PROBLEM TO WORK ON: Your reply should consist solely of the number of lines in the data that contain "child".

Source data
═══

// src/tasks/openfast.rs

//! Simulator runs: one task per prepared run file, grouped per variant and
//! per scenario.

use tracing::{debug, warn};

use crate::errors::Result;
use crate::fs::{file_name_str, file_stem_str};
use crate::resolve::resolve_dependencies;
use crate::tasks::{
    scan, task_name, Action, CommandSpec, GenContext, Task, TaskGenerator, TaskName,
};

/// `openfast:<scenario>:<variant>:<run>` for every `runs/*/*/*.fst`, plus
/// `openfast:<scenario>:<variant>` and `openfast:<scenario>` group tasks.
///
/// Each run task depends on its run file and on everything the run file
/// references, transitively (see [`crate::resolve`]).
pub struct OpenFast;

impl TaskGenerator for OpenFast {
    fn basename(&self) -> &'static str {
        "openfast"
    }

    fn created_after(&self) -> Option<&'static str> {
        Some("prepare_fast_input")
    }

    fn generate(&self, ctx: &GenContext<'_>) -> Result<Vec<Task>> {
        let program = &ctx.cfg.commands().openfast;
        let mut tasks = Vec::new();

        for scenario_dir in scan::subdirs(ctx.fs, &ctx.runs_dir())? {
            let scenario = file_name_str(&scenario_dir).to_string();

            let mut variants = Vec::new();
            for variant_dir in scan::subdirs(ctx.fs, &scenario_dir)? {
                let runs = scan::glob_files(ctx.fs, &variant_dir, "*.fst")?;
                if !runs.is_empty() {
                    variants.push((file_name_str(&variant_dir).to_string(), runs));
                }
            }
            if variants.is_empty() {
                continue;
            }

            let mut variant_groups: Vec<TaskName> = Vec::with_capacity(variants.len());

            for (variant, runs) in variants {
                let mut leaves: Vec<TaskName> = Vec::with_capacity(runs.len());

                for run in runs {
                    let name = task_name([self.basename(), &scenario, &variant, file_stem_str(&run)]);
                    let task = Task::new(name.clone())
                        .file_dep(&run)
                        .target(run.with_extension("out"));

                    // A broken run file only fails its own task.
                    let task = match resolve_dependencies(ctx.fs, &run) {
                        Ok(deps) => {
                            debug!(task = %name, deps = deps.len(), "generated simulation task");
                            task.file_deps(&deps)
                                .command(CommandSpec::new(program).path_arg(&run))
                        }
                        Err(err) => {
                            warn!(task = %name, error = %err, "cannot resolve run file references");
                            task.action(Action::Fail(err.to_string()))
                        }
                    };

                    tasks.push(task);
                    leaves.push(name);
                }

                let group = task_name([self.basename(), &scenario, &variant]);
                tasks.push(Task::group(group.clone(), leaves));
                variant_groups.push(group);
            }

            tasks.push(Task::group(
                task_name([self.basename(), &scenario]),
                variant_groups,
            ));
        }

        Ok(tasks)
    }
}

═══

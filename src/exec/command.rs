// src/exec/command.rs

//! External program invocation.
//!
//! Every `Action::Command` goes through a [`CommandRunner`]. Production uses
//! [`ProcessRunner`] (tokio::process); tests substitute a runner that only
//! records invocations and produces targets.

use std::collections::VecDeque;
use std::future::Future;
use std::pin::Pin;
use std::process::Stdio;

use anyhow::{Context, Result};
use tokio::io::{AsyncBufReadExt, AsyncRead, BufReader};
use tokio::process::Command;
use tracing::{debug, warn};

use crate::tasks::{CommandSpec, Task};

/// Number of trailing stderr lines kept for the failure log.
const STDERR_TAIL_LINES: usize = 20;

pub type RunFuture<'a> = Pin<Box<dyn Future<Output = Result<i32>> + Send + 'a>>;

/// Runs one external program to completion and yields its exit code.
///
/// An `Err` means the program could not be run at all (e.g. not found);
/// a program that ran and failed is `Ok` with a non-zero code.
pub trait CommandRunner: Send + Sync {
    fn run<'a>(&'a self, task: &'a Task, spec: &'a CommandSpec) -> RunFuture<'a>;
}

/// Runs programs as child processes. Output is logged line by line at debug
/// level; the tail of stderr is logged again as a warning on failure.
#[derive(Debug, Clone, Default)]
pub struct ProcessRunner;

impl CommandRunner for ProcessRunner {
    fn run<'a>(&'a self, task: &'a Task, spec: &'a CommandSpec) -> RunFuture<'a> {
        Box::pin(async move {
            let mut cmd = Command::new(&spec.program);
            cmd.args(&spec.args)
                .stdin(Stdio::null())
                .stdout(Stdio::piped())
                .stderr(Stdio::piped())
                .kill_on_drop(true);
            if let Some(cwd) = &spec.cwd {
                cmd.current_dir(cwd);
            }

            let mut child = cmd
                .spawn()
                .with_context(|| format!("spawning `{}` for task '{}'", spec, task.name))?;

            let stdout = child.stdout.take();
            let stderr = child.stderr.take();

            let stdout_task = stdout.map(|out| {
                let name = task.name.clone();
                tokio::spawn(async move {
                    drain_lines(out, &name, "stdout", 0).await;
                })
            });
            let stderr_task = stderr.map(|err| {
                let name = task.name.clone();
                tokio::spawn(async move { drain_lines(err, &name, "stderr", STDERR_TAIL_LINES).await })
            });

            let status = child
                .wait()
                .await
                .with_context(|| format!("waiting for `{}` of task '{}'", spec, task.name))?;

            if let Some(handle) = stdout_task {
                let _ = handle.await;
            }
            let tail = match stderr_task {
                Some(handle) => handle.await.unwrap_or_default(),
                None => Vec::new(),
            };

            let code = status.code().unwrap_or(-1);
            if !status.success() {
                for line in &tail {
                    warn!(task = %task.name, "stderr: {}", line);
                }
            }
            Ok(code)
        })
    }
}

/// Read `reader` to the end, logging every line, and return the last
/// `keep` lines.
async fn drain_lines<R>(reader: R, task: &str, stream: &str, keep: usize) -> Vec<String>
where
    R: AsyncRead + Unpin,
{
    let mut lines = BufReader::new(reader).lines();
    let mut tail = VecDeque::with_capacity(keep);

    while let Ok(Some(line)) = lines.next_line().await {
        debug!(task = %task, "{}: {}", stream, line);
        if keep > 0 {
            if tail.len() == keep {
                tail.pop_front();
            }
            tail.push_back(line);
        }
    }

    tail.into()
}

═══

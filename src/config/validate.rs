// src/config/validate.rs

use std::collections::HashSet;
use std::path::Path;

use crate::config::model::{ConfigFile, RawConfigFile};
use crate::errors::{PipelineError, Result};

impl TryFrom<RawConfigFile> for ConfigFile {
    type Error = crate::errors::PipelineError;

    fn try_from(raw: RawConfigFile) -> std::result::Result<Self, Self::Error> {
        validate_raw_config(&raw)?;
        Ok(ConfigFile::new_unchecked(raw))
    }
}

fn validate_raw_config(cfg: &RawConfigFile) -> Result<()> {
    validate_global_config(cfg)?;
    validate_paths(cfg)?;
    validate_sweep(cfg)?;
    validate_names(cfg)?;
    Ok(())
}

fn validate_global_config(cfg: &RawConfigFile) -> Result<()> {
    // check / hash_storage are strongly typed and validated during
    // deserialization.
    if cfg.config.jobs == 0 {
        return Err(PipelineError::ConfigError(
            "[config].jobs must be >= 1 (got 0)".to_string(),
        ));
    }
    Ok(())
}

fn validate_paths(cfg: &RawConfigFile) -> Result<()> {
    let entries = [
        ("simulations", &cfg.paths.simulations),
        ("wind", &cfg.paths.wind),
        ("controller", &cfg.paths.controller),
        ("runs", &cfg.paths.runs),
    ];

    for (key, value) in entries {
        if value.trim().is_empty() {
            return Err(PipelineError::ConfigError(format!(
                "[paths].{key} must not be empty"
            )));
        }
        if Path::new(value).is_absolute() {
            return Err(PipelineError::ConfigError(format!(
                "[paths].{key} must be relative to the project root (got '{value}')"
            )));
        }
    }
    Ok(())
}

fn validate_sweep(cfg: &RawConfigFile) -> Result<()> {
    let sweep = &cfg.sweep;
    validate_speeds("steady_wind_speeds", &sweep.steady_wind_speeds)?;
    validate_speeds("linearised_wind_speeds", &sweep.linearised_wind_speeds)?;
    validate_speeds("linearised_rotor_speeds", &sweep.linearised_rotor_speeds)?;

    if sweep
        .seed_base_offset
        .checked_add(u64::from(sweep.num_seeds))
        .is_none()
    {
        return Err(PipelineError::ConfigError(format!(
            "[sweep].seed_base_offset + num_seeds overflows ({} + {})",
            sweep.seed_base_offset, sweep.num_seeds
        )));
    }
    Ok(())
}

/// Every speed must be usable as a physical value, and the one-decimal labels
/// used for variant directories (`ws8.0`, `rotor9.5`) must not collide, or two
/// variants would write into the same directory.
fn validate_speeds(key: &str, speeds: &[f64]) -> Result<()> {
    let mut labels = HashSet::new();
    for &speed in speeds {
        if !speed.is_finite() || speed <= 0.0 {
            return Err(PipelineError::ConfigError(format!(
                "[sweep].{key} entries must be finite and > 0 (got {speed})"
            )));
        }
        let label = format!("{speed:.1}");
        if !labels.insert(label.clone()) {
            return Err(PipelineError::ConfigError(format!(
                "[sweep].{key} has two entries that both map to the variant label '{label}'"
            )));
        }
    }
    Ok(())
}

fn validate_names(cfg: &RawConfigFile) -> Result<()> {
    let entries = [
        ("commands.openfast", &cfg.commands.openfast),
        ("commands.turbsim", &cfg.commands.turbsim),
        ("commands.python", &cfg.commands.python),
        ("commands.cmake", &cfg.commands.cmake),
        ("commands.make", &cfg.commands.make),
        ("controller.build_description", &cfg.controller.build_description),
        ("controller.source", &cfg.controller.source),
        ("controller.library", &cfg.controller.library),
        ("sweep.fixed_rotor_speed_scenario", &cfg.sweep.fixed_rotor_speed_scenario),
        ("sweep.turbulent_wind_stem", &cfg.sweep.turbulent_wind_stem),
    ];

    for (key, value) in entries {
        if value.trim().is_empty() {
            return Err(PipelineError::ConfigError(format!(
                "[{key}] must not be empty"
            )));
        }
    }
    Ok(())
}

═══

TASK SOLUTION: 5